ASSIGNED TASK =>
Set out the listing word for word. End with the line that contains "pub use mood::SqliteMoodEntryRepository;".

DATA FOR THIS TASK =>
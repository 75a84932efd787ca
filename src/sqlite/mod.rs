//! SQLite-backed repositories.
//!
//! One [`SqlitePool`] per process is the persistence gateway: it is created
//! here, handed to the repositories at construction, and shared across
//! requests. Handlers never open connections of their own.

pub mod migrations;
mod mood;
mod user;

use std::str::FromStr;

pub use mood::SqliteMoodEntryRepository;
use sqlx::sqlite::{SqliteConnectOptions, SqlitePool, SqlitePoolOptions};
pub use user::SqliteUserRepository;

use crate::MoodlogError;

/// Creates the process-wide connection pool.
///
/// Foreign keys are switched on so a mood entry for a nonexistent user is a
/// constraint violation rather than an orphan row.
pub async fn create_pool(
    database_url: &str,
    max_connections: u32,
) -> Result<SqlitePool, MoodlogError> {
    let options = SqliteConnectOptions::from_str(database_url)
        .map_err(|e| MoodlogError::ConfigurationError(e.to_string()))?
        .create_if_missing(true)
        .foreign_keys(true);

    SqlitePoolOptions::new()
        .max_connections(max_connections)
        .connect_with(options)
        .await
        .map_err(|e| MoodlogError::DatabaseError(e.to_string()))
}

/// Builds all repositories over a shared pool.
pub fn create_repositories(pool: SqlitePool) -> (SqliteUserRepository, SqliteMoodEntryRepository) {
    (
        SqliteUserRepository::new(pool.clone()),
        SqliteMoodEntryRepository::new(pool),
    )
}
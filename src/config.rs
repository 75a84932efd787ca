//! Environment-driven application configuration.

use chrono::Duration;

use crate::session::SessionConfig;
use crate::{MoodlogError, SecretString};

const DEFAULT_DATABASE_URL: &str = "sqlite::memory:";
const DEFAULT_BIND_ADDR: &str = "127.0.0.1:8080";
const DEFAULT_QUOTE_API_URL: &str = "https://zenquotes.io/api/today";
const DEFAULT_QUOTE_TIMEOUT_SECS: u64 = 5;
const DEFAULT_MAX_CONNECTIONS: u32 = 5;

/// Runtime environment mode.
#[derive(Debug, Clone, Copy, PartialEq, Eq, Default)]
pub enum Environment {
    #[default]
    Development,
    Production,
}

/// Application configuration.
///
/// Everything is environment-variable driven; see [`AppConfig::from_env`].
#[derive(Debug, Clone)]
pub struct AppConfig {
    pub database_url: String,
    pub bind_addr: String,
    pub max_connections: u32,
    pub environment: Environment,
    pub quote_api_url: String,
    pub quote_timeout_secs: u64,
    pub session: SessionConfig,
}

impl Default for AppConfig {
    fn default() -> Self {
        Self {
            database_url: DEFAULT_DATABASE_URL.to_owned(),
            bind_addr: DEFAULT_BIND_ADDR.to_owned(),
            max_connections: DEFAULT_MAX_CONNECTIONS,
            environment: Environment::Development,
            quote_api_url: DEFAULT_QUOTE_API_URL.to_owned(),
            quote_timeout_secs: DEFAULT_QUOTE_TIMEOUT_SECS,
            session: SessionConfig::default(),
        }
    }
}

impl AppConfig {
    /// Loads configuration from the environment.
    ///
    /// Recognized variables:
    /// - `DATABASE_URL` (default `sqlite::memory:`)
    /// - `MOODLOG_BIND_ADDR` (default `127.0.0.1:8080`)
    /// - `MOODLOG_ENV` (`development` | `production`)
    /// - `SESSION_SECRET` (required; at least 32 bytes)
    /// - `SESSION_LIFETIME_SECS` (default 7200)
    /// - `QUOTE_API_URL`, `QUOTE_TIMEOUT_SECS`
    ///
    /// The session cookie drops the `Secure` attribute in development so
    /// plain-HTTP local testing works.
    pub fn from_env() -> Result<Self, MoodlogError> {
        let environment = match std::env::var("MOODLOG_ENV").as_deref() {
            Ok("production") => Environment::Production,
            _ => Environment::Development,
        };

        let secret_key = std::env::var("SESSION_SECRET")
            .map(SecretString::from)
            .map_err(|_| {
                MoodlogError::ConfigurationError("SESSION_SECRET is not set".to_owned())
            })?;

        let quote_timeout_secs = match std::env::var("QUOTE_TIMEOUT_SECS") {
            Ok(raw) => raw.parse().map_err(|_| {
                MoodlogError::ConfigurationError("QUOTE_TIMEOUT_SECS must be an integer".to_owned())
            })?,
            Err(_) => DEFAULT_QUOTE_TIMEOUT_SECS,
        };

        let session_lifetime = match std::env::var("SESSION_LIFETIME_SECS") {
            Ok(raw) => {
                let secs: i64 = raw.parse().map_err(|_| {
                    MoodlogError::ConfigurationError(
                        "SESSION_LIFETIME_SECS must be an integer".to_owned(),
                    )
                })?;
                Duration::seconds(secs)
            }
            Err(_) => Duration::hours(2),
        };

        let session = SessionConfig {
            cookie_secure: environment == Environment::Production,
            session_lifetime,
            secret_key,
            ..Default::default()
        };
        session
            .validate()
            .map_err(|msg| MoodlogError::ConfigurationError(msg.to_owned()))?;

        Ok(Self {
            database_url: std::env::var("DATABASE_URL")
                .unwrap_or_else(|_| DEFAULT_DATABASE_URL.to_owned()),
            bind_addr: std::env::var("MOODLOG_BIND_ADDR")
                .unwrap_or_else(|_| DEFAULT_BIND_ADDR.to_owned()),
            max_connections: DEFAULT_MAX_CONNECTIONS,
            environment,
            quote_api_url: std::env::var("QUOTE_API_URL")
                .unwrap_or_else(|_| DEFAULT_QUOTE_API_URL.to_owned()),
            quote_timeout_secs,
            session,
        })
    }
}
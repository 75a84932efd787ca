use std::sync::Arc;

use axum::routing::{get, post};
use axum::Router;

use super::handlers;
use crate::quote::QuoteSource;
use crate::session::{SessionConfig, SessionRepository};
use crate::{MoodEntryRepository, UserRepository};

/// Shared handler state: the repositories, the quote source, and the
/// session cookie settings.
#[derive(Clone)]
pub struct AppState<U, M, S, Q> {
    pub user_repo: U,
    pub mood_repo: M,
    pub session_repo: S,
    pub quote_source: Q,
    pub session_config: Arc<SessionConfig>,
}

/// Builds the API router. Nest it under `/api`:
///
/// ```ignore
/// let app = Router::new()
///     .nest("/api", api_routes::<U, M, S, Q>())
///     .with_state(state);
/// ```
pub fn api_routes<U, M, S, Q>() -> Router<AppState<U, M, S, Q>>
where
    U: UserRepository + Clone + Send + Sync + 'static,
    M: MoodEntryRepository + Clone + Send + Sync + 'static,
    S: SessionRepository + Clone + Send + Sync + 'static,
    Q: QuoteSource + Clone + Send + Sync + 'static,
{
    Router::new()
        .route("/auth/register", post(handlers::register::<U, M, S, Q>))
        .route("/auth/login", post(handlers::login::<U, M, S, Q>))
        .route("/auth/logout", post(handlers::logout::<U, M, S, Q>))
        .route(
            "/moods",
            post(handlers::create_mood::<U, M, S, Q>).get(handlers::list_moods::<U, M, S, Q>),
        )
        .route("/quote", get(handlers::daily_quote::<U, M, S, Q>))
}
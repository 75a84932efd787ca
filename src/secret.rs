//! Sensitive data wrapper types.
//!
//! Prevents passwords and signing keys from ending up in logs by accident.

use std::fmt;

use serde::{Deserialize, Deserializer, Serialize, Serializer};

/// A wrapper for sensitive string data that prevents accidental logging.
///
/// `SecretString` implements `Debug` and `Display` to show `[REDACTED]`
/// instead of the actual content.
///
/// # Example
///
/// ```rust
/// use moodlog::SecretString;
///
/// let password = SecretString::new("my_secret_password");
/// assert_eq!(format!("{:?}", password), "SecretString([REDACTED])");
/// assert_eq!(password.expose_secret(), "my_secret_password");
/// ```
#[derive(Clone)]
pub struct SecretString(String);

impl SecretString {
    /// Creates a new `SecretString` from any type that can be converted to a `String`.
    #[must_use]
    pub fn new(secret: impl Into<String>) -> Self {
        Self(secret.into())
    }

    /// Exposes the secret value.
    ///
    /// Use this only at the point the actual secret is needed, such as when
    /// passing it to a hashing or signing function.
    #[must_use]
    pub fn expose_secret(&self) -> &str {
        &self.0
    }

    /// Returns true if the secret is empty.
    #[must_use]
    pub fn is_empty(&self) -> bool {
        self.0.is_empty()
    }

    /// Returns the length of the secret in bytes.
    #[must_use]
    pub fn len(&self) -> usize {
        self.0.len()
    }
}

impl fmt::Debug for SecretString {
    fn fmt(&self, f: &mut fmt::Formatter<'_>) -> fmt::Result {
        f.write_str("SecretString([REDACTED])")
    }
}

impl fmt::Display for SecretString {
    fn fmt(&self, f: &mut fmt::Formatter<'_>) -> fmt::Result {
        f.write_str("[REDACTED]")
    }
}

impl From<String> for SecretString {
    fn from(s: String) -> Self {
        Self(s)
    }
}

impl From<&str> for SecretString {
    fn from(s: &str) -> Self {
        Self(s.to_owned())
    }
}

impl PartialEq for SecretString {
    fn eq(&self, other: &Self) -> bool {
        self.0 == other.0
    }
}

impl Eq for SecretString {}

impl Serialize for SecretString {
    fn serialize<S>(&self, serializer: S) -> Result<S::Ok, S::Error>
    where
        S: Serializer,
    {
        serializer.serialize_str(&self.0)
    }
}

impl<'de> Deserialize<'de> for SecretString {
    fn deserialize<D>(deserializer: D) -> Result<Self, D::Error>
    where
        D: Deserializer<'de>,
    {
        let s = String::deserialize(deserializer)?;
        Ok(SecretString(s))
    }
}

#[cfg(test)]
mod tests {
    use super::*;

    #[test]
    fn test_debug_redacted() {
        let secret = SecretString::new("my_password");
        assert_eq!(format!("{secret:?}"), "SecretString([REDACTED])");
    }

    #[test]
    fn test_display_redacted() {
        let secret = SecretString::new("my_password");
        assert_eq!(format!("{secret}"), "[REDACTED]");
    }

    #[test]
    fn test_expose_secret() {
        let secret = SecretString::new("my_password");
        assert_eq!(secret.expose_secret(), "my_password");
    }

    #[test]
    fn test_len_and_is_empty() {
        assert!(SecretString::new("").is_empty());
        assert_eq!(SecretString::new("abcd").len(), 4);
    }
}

SOLUTION =>
repository 75a84932efd787ca
filename src/sqlite/mod.rs
//! SQLite-backed repositories.
//!
//! One [`SqlitePool`] per process is the persistence gateway: it is created
//! here, handed to the repositories at construction, and shared across
//! requests. Handlers never open connections of their own.

pub mod migrations;
mod mood;
mod user;

use std::str::FromStr;

pub use mood::SqliteMoodEntryRepository;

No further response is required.